Some 26 years ago, the first collection of Island ghost stories arrived on our shores, or more specifically our bookshelves. “Haunted Island,” from Down East Books of Camden, Maine, was penned by some crazy lady — oh, heck! It was me! And how did I come to be the ghost lady of Martha’s Vineyard? Well, you can read all about it in the introduction to Thomas Dresser’s new collection of spooky tales, because why? Oh, because the introduction was written by me too!
But enough about me (and what did you think of “Haunted Island,” followed by “The Ghosts of Boston Town,” “Vineyard Confidential,” and “Vineyard Supernatural”?), someone else, namely Mr. Dresser, and with my full blessing, has taken up the challenge of acquainting us with all the wraiths of the night that tap on our windows on moonless nights, leave mysterious slices of toast and jam in the pantry when no one could possibly have visited, and whisper our names when, again and alas, no one is there.
My friend Tom Dresser arrived on our shores in the second half of his life, originally a hospital administrator on the trail of his love from childhood in Central Massachusetts, the charming Joyce. He also, once arrived, pursued another delayed love, and that was writing. He made up for lost time by first marrying Joyce, and then going on to produce a dozen books through the History Press of Charleston, S.C. These titles include “African Americans on Martha’s Vineyard,” “Whaling on Martha’s Vineyard,” and “The Rise of Tourism on Martha’s Vineyard.”
To be perfectly honest, I used to joke that the prolific Mr. Dresser churned out a new book every month, and it’s only owing to his supreme kindness that he hasn’t lain in wait for me at the crossroads at midnight and made a ghost out of me.
All that being said, with his new oeuvre delivered into my hands, I was delighted for an opportunity to sit with a new set of eyes on our seaside towns packed with occult happenings. Tom’s huge capacity for historical context brought a special feature to these tales of “Gotcha!” Along the way, we readers receive an ultra-professional tour of the Island.
For example: Tom’s section on Edgartown starts us off with the import of colonial inns, quoting our first great historian, Charles Banks: “Each town was obliged to keep a ‘house of entertainment’ for the convenience of strangers, and in 1656 was made liable for not keeping an ‘ordinary,’ as taverns were called in those days.”
Did you know this? Neither did I!
This town-making precedent allows the reader to wander from hotels to taverns to quaint inns, all changing management over the centuries, but purveying the whole time some consistent form of occult atmosphere. In other words, ghost stories muster as an additional fun factor, but that doesn’t prevent us, within these pages, from learning loads from the cultural timeline.

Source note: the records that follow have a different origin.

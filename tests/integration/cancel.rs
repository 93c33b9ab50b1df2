use crate::*;

use std::time::Duration;

use fractal_core::Phase;
use fractal_services::testing::{build_tree, FlakyReader, RecordingConsumer};
use fractal_services::{LoadError, ManifestResolver, MemoryReader};
use tokio::sync::broadcast;

// ══════════════════════════════════════════════════════════════════════════════
//  Cancellation — shutdown stops the load and names the phase
// ══════════════════════════════════════════════════════════════════════════════

fn resolver_for(id: &str, site: SiteInfo) -> ManifestResolver {
    let mut resolver = ManifestResolver::new();
    resolver.insert(id, site);
    resolver
}

/// The root node fails twice, so discovery is still backing off when the
/// shutdown signal arrives.
#[tokio::test(start_paused = true)]
async fn test_shutdown_during_discovery() {
    let inner = MemoryReader::new();
    let fixture = build_tree(&inner, &patterned(50_000, 41), 15_000, 3);
    let reader = FlakyReader::new(inner);
    reader.fail_reads(fixture.root, 2);
    let resolver = resolver_for("slow", fixture.site(ContentKind::Document));
    let loader = quiet_loader(reader, LoaderConfig::default());

    let (tx, rx) = broadcast::channel(1);
    tokio::spawn(async move {
        tokio::time::sleep(Duration::from_millis(100)).await;
        let _ = tx.send(());
    });

    let mut consumer = RecordingConsumer::new();
    let err = loader
        .load_until_shutdown(&resolver, "slow", &mut consumer, rx)
        .await
        .unwrap_err();
    assert!(
        matches!(err, LoadError::Cancelled { phase: Phase::Scanning }),
        "got {err}"
    );
    assert_eq!(err.phase(), Phase::Scanning);
}

/// A leaf that never loads keeps the retry rounds going. At five seconds
/// the loader is waiting out round three.
#[tokio::test(start_paused = true)]
async fn test_shutdown_between_retry_rounds() {
    let inner = MemoryReader::new();
    let content = patterned(50_000, 42);
    let fixture = build_tree(&inner, &content, 15_000, 3);
    let reader = FlakyReader::new(inner);
    let last = Address::for_payload(&content[45_000..]);
    reader.fail_always(last);
    let resolver = resolver_for("stuck", fixture.site(ContentKind::Video));
    let config = LoaderConfig {
        use_batched_reader: false,
        ..LoaderConfig::default()
    };
    let loader = quiet_loader(reader, config);

    let (tx, rx) = broadcast::channel(1);
    tokio::spawn(async move {
        tokio::time::sleep(Duration::from_secs(5)).await;
        let _ = tx.send(());
    });

    let mut consumer = RecordingConsumer::new();
    let err = loader
        .load_until_shutdown(&resolver, "stuck", &mut consumer, rx)
        .await
        .unwrap_err();
    assert!(
        matches!(err, LoadError::Cancelled { phase: Phase::Retrying }),
        "got {err}"
    );
    assert!(!consumer.ended);
}

#[tokio::test(start_paused = true)]
async fn test_load_finishes_before_shutdown() {
    let reader = MemoryReader::new();
    let content = patterned(20_000, 43);
    let fixture = build_tree(&reader, &content, 15_000, 3);
    let resolver = resolver_for("quick", fixture.site(ContentKind::Document));
    let loader = quiet_loader(reader, LoaderConfig::default());

    let (_tx, rx) = broadcast::channel(1);
    let mut consumer = RecordingConsumer::new();
    let outcome = loader
        .load_until_shutdown(&resolver, "quick", &mut consumer, rx)
        .await
        .unwrap();
    assert_eq!(outcome.content, content);
}
//! The Rollback Pass.
//!
//! Restores the pre-organization layout by walking the engine-owned
//! directories, moving every contained item back to the root, and removing
//! each directory once it is empty, deepest nesting first, so the archive
//! subfolders are gone before their parent's removal is attempted. Nothing
//! here ever recursively deletes a directory: a folder that will not empty
//! (the user put something of their own inside) is left standing with a
//! warning. Running rollback on an already-rolled-back tree is a no-op.

use crate::layout::{ArchiveSubfolder, Category, EngineLayout};
use crate::organize::{RunError, RunGuard, name_of, snapshot};
use crate::relocate::{MoveOutcome, move_safely};
use crate::report::{ActionKind, RunKind, RunLog};
use crate::settings::Settings;
use std::fs;
use std::io;
use std::path::Path;

/// Performs one Rollback Pass and returns its run log.
pub fn rollback(settings: &Settings) -> Result<RunLog, RunError> {
    let root = settings.downloads_dir.clone();
    let _guard = RunGuard::acquire(&root)?;
    if !root.is_dir() {
        return Err(RunError::RootNotFound(root));
    }

    let layout = EngineLayout::new(settings);
    let mut log = RunLog::new(RunKind::Rollback);

    empty_and_remove(&layout.quarantine_dir(), &root, &layout, false, &mut log);

    // Archive subfolders before the archive root itself.
    for subfolder in ArchiveSubfolder::ALL {
        empty_and_remove(
            &layout.archive_subfolder(subfolder),
            &root,
            &layout,
            false,
            &mut log,
        );
    }
    empty_and_remove(&layout.archive_root(), &root, &layout, true, &mut log);

    for category in Category::ALL {
        empty_and_remove(&layout.category_dir(category), &root, &layout, false, &mut log);
    }

    Ok(log)
}

/// Moves every item in `dir` back to the root, then attempts `remove_dir`.
///
/// With `skip_engine_children` set (used for the archive root), children
/// whose names belong to the engine layout are left alone: a subfolder that
/// could not be removed earlier must not be relocated wholesale into the
/// root as if it were user data.
fn empty_and_remove(
    dir: &Path,
    root: &Path,
    layout: &EngineLayout,
    skip_engine_children: bool,
    log: &mut RunLog,
) {
    if !dir.is_dir() {
        // Already rolled back (or never created): nothing to do.
        return;
    }

    let root_label = name_of(root);
    for path in snapshot(dir) {
        let name = name_of(&path);
        if skip_engine_children && layout.is_archive_subfolder_name(&name) {
            continue;
        }
        match move_safely(&path, root) {
            Ok(MoveOutcome::Moved { .. }) => {
                log.push(ActionKind::Returned, name, Some(root_label.clone()), None);
            }
            Ok(MoveOutcome::SourceMissing) => {
                log.warn(name, "item disappeared before it could be returned");
            }
            Err(e) => {
                log.error(name, Some(root_label.clone()), e.to_string());
            }
        }
    }

    match fs::remove_dir(dir) {
        Ok(()) => {
            log.push(ActionKind::FolderRemoved, name_of(dir), None, None);
        }
        Err(e) if e.kind() == io::ErrorKind::NotFound => {}
        Err(_) => {
            log.warn(name_of(dir), "not empty, left in place");
        }
    }
}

Even longtime Vineyard residents may download new indices, such as twisted geographical tales of how North Tisbury detached from Holmes Hole and lay South above North, or something to that effect. Even if you’re confounded in your grasp of the terrain, you can trust you’re in good hands with Thomas Dresser’s immaculate sense of Island history.
The final stretch of the book provides a deep dive into the Vineyard Gazette archives for ghost stories collected over the decades, personal testimonials, and cemetery tours conducted by Tom personally. And by the way, he entered this crazy subject of Island ghost stories — because his publisher asked him to — without any preconceived ideas that the things that go bump in the night had any substance whatsoever. And then after months of interviews with real people — believable people, many of them people he knew, often well — he resolved there was “something out there.”
I warned him this would happen.
The book is lovingly packed with great photographs, many of them taken by Tom himself and his talented wife, Joyce Dresser. Also, you’ll see for yourselves how wonderful are the photos on the front cover of a Campground cottage on Clinton Avenue — the one made famous by a several-night-stay by President Ulysses S. Grant — and a shot of the overhaunted cemetery in downtown Vineyard Haven, along with an insert by Tom Lovewell of the spook-infested Edgartown jail. These snaps by the Dressers were shipped to the History Press, rendered extra magically creepy by an unknown artist, and are now presented to the public as a new, immortal feature of our continuing scary local ghost scene.
Tom, with his new book about ghosts, has already been booked into virtual lectures, the first looming on Oct. 7 at 7 pm, through the Edgartown library’s Zoom Room.
“Ghosts of Martha’s Vineyard,” by Thomas Dresser, Haunted America/The History Press, $21.99. Available at Vineyard bookstores and online.